Thessalonique, belle, accueillante, si différente d’Athènes. La « ville haute », dédale de ruelles pentues de la période ottomane, accolée à des remparts ponctués de tours et de monastères byzantins, s’aplanit peu à peu, embrassant la « ville basse » qui entoure un golfe avec une mer calme, bleu sombre. Les vestiges romains ou ottomans y sont nombreux et les musées remarquables ravissent la foule de touristes.
Les réfugiés sont invisibles, parqués dans une lointaine zone industrielle ou dans des camps éloignés de plusieurs dizaines de kilomètres de la métropole. Dans la ville, quelques SDF grecs illustrent dureté et précarité sociale en faisant la manche ou se protégeant, entre un matelas pourri et une couche de cartons, de la chaleur accablante – le thermomètre annonce 43o l’après-midi, plus de 30o au meilleur de la nuit.
Retrouver l’ONG médicale de Samos – Medequali team – pour une nouvelle mission. Le travail y est encore restreint, limité à la bonne volonté d’ONG partenaires qui ouvrent un espace de consultation où l’équipe médicale se déplace avec les médicaments de base répartis dans valise, sac et boîtes plastiques.
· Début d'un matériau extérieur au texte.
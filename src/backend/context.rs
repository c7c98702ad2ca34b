//! Task-scoped transaction context.
//!
//! The inbound middleware runs each request inside [`with_transaction`]; code
//! running on that task (and only that task) then sees the id through
//! [`current_transaction`]. Work moved to a `tokio::spawn`ed task must be
//! re-scoped explicitly.

use std::future::Future;

use crate::backend::segment::{ExternalSegment, SegmentHandle};
use crate::backend::types::{TelemetryResult, TransactionId};
use crate::backend::TracingBackend;

tokio::task_local! {
    static CURRENT_TRANSACTION: TransactionId;
}

/// Run `fut` with `id` as the current transaction.
pub async fn with_transaction<F>(id: TransactionId, fut: F) -> F::Output
where
    F: Future,
{
    CURRENT_TRANSACTION.scope(id, fut).await
}

/// The transaction active on this task, if any.
pub fn current_transaction() -> Option<TransactionId> {
    CURRENT_TRANSACTION.try_with(|id| id.clone()).ok()
}

/// Backend that reads the task-local transaction and reports segments and
/// errors through `tracing`.
#[derive(Debug, Clone, Copy, Default)]
pub struct TaskLocalBackend;

impl TracingBackend for TaskLocalBackend {
    fn current_transaction_id(&self) -> Option<TransactionId> {
        current_transaction()
    }

    fn start_external_segment(&self, segment: &ExternalSegment) -> TelemetryResult<SegmentHandle> {
        let span = tracing::info_span!(
            "external",
            transaction = tracing::field::Empty,
            name = %segment.name,
            host = %segment.host,
            method = %segment.method,
            status = segment.status_code,
            duration_ms = segment.duration_ms,
        );
        if let Some(id) = current_transaction() {
            span.record("transaction", tracing::field::display(&id));
        }
        Ok(SegmentHandle::new(span))
    }

    fn notice_error(&self, message: &str) -> TelemetryResult<()> {
        match current_transaction() {
            Some(id) => tracing::warn!(transaction = %id, error = %message, "External call failed"),
            None => tracing::warn!(error = %message, "External call failed"),
        }
        Ok(())
    }
}

#[cfg(test)]
mod tests {
    use super::*;

    #[tokio::test]
    async fn test_scope_is_visible_inside_only() {
        assert!(current_transaction().is_none());

        let seen = with_transaction(TransactionId::from("tx1"), async {
            tokio::task::yield_now().await;
            current_transaction()
        })
        .await;

        assert_eq!(seen, Some(TransactionId::from("tx1")));
        assert!(current_transaction().is_none());
    }

    #[tokio::test]
    async fn test_nested_scopes() {
        let outer = TransactionId::from("outer");
        let inner = TransactionId::from("inner");
        with_transaction(outer.clone(), async {
            let seen = with_transaction(inner.clone(), async { current_transaction() }).await;
            assert_eq!(seen, Some(inner));
            assert_eq!(current_transaction(), Some(outer.clone()));
        })
        .await;
    }

    #[tokio::test]
    async fn test_backend_reads_scope() {
        let backend = TaskLocalBackend;
        assert!(backend.current_transaction_id().is_none());
        let id = with_transaction(TransactionId::from(7u64), async {
            backend.current_transaction_id()
        })
        .await;
        assert_eq!(id, Some(TransactionId::from("7")));
    }
}
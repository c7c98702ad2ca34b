//! HTTP middleware.

pub mod admin;
pub mod transaction;

pub use admin::{admin_auth_middleware, AdminAuth};
pub use transaction::{transaction_middleware, TransactionState, X_TRANSACTION_ID};
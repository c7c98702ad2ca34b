//! External segment annotations.

use url::Url;

use crate::aggregator::CallRecord;
use crate::backend::types::{TelemetryError, TelemetryResult};

/// Descriptor of one outbound call, as shown on the backend's timeline.
#[derive(Debug, Clone, PartialEq, Eq)]
pub struct ExternalSegment {
    /// Segment name, `External/<host>/<METHOD>`.
    pub name: String,
    pub host: String,
    pub url: String,
    pub method: String,
    pub status_code: u16,
    pub duration_ms: u64,
}

impl ExternalSegment {
    /// Derive a segment from a call record.
    ///
    /// Fails if the record's URL has no parsable host.
    pub fn from_record(record: &CallRecord) -> TelemetryResult<Self> {
        let parsed = Url::parse(&record.url).map_err(|e| TelemetryError::InvalidUrl {
            url: record.url.clone(),
            reason: e.to_string(),
        })?;
        let host = parsed
            .host_str()
            .ok_or_else(|| TelemetryError::InvalidUrl {
                url: record.url.clone(),
                reason: "missing host".to_string(),
            })?
            .to_string();

        Ok(Self {
            name: format!("External/{}/{}", host, record.method),
            host,
            url: record.url.clone(),
            method: record.method.clone(),
            status_code: record.status_code,
            duration_ms: record.duration_ms,
        })
    }
}

/// An open segment. Closing it is [`SegmentHandle::end`].
#[derive(Debug)]
#[must_use = "segments should be ended explicitly"]
pub struct SegmentHandle {
    span: tracing::Span,
}

impl SegmentHandle {
    pub fn new(span: tracing::Span) -> Self {
        Self { span }
    }

    /// A handle with nothing behind it.
    pub fn detached() -> Self {
        Self {
            span: tracing::Span::none(),
        }
    }

    pub fn end(self) {
        drop(self.span);
    }
}
//! Incremental flush of call records to an attribute sink.
//!
//! Each record becomes one attribute group under a 1-based positional prefix:
//!
//! ```text
//! externalCall.1.url         = "https://a.test/1"
//! externalCall.1.method      = "GET"
//! externalCall.1.statusCode  = 200
//! externalCall.1.duration    = 50
//! externalCall.1.success     = true
//! externalCall.2.error       = "HTTP 500 Internal Server Error"
//! externalCall.callCount     = 2      (rollups, when enabled)
//! externalCall.totalDuration = 80
//! externalCall.failedCount   = 1
//! ```
//!
//! Delivery is at-most-once: the flush mark advances before the sink sees the
//! batch, so a failing sink loses that batch instead of replaying it.

use crate::aggregator::bucket::TransactionBucket;
use crate::aggregator::record::CallRecord;
use crate::aggregator::store::AggregatorStore;
use crate::backend::{AttributeSink, AttributeValue, Attributes, TelemetryResult, TransactionId};
use crate::observability::metrics;

/// Attribute prefix used by the interceptor path.
pub const EXTERNAL_PREFIX: &str = "external";

/// Attribute prefix used by the client-wrapper path.
pub const EXTERNAL_CALL_PREFIX: &str = "externalCall";

/// Attributes produced by one flush.
#[derive(Debug, Clone, PartialEq, Eq)]
pub struct FlushBatch {
    pub attributes: Attributes,
    /// Number of records newly emitted.
    pub records: usize,
}

/// Decides which records are new and how they are named.
#[derive(Debug, Clone, PartialEq, Eq)]
pub struct FlushPolicy {
    prefix: String,
    emit_rollups: bool,
}

impl FlushPolicy {
    pub fn new(prefix: impl Into<String>, emit_rollups: bool) -> Self {
        Self {
            prefix: prefix.into(),
            emit_rollups,
        }
    }

    /// `external.*` groups, no rollups.
    pub fn external() -> Self {
        Self::new(EXTERNAL_PREFIX, false)
    }

    /// `externalCall.*` groups plus rollups.
    pub fn external_call() -> Self {
        Self::new(EXTERNAL_CALL_PREFIX, true)
    }

    pub fn prefix(&self) -> &str {
        &self.prefix
    }

    pub fn emit_rollups(&self) -> bool {
        self.emit_rollups
    }

    /// Build attributes for records not yet flushed and advance the flush mark.
    ///
    /// Returns `None` and leaves the bucket untouched when there is nothing new.
    pub fn drain(&self, bucket: &mut TransactionBucket) -> Option<FlushBatch> {
        let start = bucket.next_unflushed();
        let fresh = bucket.unflushed();
        if fresh.is_empty() {
            return None;
        }

        let mut attributes = Attributes::new();
        for (offset, record) in fresh.iter().enumerate() {
            self.write_group(&mut attributes, start + offset + 1, record);
        }
        let records = fresh.len();

        if self.emit_rollups {
            self.write_rollups(&mut attributes, bucket.calls());
        }

        bucket.mark_flushed();
        Some(FlushBatch { attributes, records })
    }

    /// Append `record` to the bucket for `transaction` and flush what is new.
    ///
    /// The append and the drain happen under one bucket lock; the sink runs
    /// after it is released.
    pub fn record_and_flush(
        &self,
        store: &AggregatorStore,
        transaction: &TransactionId,
        record: CallRecord,
        sink: &dyn AttributeSink,
    ) -> TelemetryResult<usize> {
        let batch = store.with_bucket(Some(transaction), |bucket| {
            bucket.push(record);
            self.drain(bucket)
        });
        deliver(transaction, batch, sink)
    }

    /// Flush the bucket for `transaction` into `sink`.
    ///
    /// Returns the number of records emitted; a missing bucket emits nothing.
    pub fn flush(
        &self,
        store: &AggregatorStore,
        transaction: &TransactionId,
        sink: &dyn AttributeSink,
    ) -> TelemetryResult<usize> {
        let batch = store
            .with_existing_bucket(transaction, |bucket| self.drain(bucket))
            .flatten();
        deliver(transaction, batch, sink)
    }

    fn write_group(&self, attributes: &mut Attributes, position: usize, record: &CallRecord) {
        let key = |field: &str| format!("{}.{}.{}", self.prefix, position, field);
        attributes.insert(key("url"), AttributeValue::from(record.url.as_str()));
        attributes.insert(key("method"), AttributeValue::from(record.method.as_str()));
        attributes.insert(key("statusCode"), AttributeValue::from(record.status_code));
        attributes.insert(key("duration"), AttributeValue::from(record.duration_ms));
        attributes.insert(key("success"), AttributeValue::from(record.success));
        if let Some(error) = &record.error {
            attributes.insert(key("error"), AttributeValue::from(error.as_str()));
        }
    }

    fn write_rollups(&self, attributes: &mut Attributes, calls: &[CallRecord]) {
        let total_duration: u64 = calls
            .iter()
            .map(|c| c.duration_ms)
            .fold(0, u64::saturating_add);
        let failed = calls.iter().filter(|c| !c.success).count();

        let key = |field: &str| format!("{}.{}", self.prefix, field);
        attributes.insert(key("callCount"), AttributeValue::from(calls.len()));
        attributes.insert(key("totalDuration"), AttributeValue::from(total_duration));
        attributes.insert(key("failedCount"), AttributeValue::from(failed));
    }
}

fn deliver(
    transaction: &TransactionId,
    batch: Option<FlushBatch>,
    sink: &dyn AttributeSink,
) -> TelemetryResult<usize> {
    let Some(batch) = batch else {
        return Ok(0);
    };
    sink.add_attributes(transaction, &batch.attributes)?;
    metrics::record_flushed(batch.records);
    Ok(batch.records)
}

impl Default for FlushPolicy {
    fn default() -> Self {
        Self::external_call()
    }
}
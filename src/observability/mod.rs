//! Observability subsystem.
//!
//! # Data Flow
//! ```text
//! All subsystems produce:
//!     → logging.rs (structured log events)
//!     → metrics.rs (counters, gauges, histograms)
//!
//! Consumers:
//!     → Log aggregation (stdout)
//!     → Metrics endpoint (Prometheus scrape)
//! ```
//!
//! # Design Decisions
//! - Transaction id is a structured field on every tracking log line
//! - Metrics are cheap (atomic increments) and optional

pub mod logging;
pub mod metrics;
//! Hot reload of the configuration file.
//!
//! Editors often replace a file instead of writing it in place, which drops a
//! watch placed on the file itself. The watcher therefore observes the parent
//! directory and filters events down to the config path.

use notify::{Config, Event, EventKind, RecommendedWatcher, RecursiveMode, Watcher};
use std::path::{Path, PathBuf};
use std::time::Duration;
use tokio::sync::mpsc;

use crate::config::loader::load_config;
use crate::config::schema::TrackerConfig;

/// Sends a freshly validated [`TrackerConfig`] whenever the file changes.
pub struct ConfigWatcher {
    path: PathBuf,
    update_tx: mpsc::UnboundedSender<TrackerConfig>,
}

impl ConfigWatcher {
    /// Returns the watcher and the receiving end of its update channel.
    pub fn new(path: &Path) -> (Self, mpsc::UnboundedReceiver<TrackerConfig>) {
        let (update_tx, update_rx) = mpsc::unbounded_channel();
        let watcher = Self {
            path: path.to_path_buf(),
            update_tx,
        };
        (watcher, update_rx)
    }

    /// Begin watching. Reloads stop when the returned handle is dropped.
    pub fn run(self, current: TrackerConfig) -> Result<RecommendedWatcher, notify::Error> {
        let target = self.path.clone();
        let dir = match target.parent() {
            Some(p) if !p.as_os_str().is_empty() => p.to_path_buf(),
            _ => PathBuf::from("."),
        };
        let file_name = target.file_name().map(|n| n.to_os_string());
        let mut last_sent = current;
        let tx = self.update_tx;

        let handler = move |res: notify::Result<Event>| {
            let event = match res {
                Ok(event) => event,
                Err(e) => {
                    tracing::error!(error = %e, "Config watch error");
                    return;
                }
            };
            if !matches!(event.kind, EventKind::Create(_) | EventKind::Modify(_)) {
                return;
            }
            let touches_config = event
                .paths
                .iter()
                .any(|p| p.file_name().map(|n| n.to_os_string()) == file_name);
            if !touches_config {
                return;
            }

            match load_config(&target) {
                Ok(config) => {
                    if last_sent == config {
                        return;
                    }
                    tracing::info!(path = ?target, "Config file changed, reloading");
                    last_sent = config.clone();
                    let _ = tx.send(config);
                }
                Err(e) => {
                    tracing::error!(
                        error = %e,
                        "Failed to reload config, keeping current configuration"
                    );
                }
            }
        };

        let mut watcher = RecommendedWatcher::new(
            handler,
            Config::default().with_poll_interval(Duration::from_secs(2)),
        )?;
        watcher.watch(&dir, RecursiveMode::NonRecursive)?;

        tracing::info!(path = ?self.path, "Config watcher started");
        Ok(watcher)
    }
}
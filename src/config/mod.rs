//! Configuration management subsystem.
//!
//! # Data Flow
//! ```text
//! config file (TOML)
//!     → loader.rs (parse & deserialize)
//!     → validation.rs (semantic checks)
//!     → TrackerConfig (validated, immutable)
//!
//! On file change:
//!     watcher.rs detects change
//!     → loader.rs loads new config
//!     → validation.rs validates
//!     → update sent over channel
//!     → tracking section swapped into the CallTracker (ArcSwap)
//! ```
//!
//! # Design Decisions
//! - Only the `tracking` section is hot-reloadable; server, client and
//!   observability changes require a restart
//! - All fields have defaults to allow minimal configs
//! - Validation separates syntactic (serde) from semantic checks

pub mod loader;
pub mod schema;
pub mod validation;
pub mod watcher;

pub use loader::{load_config, parse_config, ConfigError};
pub use schema::{
    AdminConfig, ClientConfig, ObservabilityConfig, ServerConfig, TrackerConfig, TrackingConfig,
};
pub use watcher::ConfigWatcher;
Deux fois par semaine, dans une zone industrielle de la ville, « quartier rouge » où fleurissent les salons érotiques, l’équipe de Wave – accueil des migrants et distribution de repas – prête un petit local où un lit d’examen portable est déployé, permettant au médecin, à l’interprète, à l’infirmière ou à l’étudiante en médecine de consulter. Essentiellement des réfugiés arabophones, quelques afghans ou nord africains.
Les autres jours, départ en voiture pour un trajet de 50 minutes vers un centre communautaire proche du camp de Lagadikia où nous consultent arabophones et afghans. Aucun africain comme à Chios, Samos ou Athènes.
Pathologies habituelles : affections banales respiratoires, ORL, cutanées liées aux conditions de vie et à la chaleur ou états douloureux fréquents dus aux contractures et tensions musculaires touchant tête, nuque, dos, membres. Multiples dégâts dentaires. Traiter et soulager bien sûr. Surtout répéter et démontrer les positions, postures et mouvements pour une prévention efficace des récidives.
Puis alerte covid dimanche 19 juillet avec 2 patients positifs. Centre communautaire fermé. Travail avec masque FFP2 et gants… En quelques minutes, revivre le lock down de Samos en continuant de traiter les bobos habituels, jugés inintéressants par une volontaire qui n’a pas compris que l’intérêt est lié au patient et pas à une pathologie excitante… Le 23 juillet, le cas intéressant… pour certains. Une crise épileptique qui se répète chez un jeune homme de 25 ans. Mobilisation générale d’une partie des volontaires alors que le reste de l’équipe consulte, consulte encore, un téléphone en main pour une traduction à distance en attendant l’ambulance qui mettra près de trois heures pour arriver.
Pas de prise en charge possible des pathologies chroniques qui doivent être adressées, comme quelques autres situations dramatiques, notamment psychiatriques, à l’hôpital grec, parfois à Médecins du Monde mais toujours avec de longs délais d’attente. Comme toujours, essayer de trouver un rendez-vous de dentiste pour le soin urgent d’une ou plusieurs dents brisées, cariées, déchaussées.
Difficulté enfin devant le fossé culturel et sociétal pour aider une femme qui a tous les signes de violence intra familiale : hématomes sous-cutanés multiples et mutisme devant son époux, son fils expliquant qu’elle se mord en cas de crises…
Et comme souvent, un atelier d’enseignement « rhumatologie » pour l’équipe soignante, et un cours de santé et prévention dentaire pour les réfugiés où, immédiatement reconnu, j’ai eu le bonheur de revoir avec émotion et plaisir un africain rencontré à Chios il y a déjà 7 ans.
Au fil des années, la situation des migrants «acceptés, reconnus à être protégés» se détériore. Ils restent sans soutien pour le quotidien suite aux décisions gouvernementales qui se durcissent malgré la protection internationale accordée. Pour eux l’aide, restreinte, se raréfie au fil des mois avec un accès impossible au système grec de santé sans avoir emploi ou logement. Tous les autres, «les rejetés», sont totalement oubliés et ignorés à l’exception d’employeurs qui profitent de leur statut d’illégal pour perpétuer l’esclavagisme…
Les scandales répétés sur les conditions d’accueil et les rejets («pushback ») tant terriens que maritimes ne font pas bouger le gouvernement malgré les rapports internationaux accablants et la condamnation de la Grèce par Strasbourg.
La Grèce peut et surtout doit mieux faire, comme la Suisse et les autres pays de l’UE pour appliquer les conventions de Genève.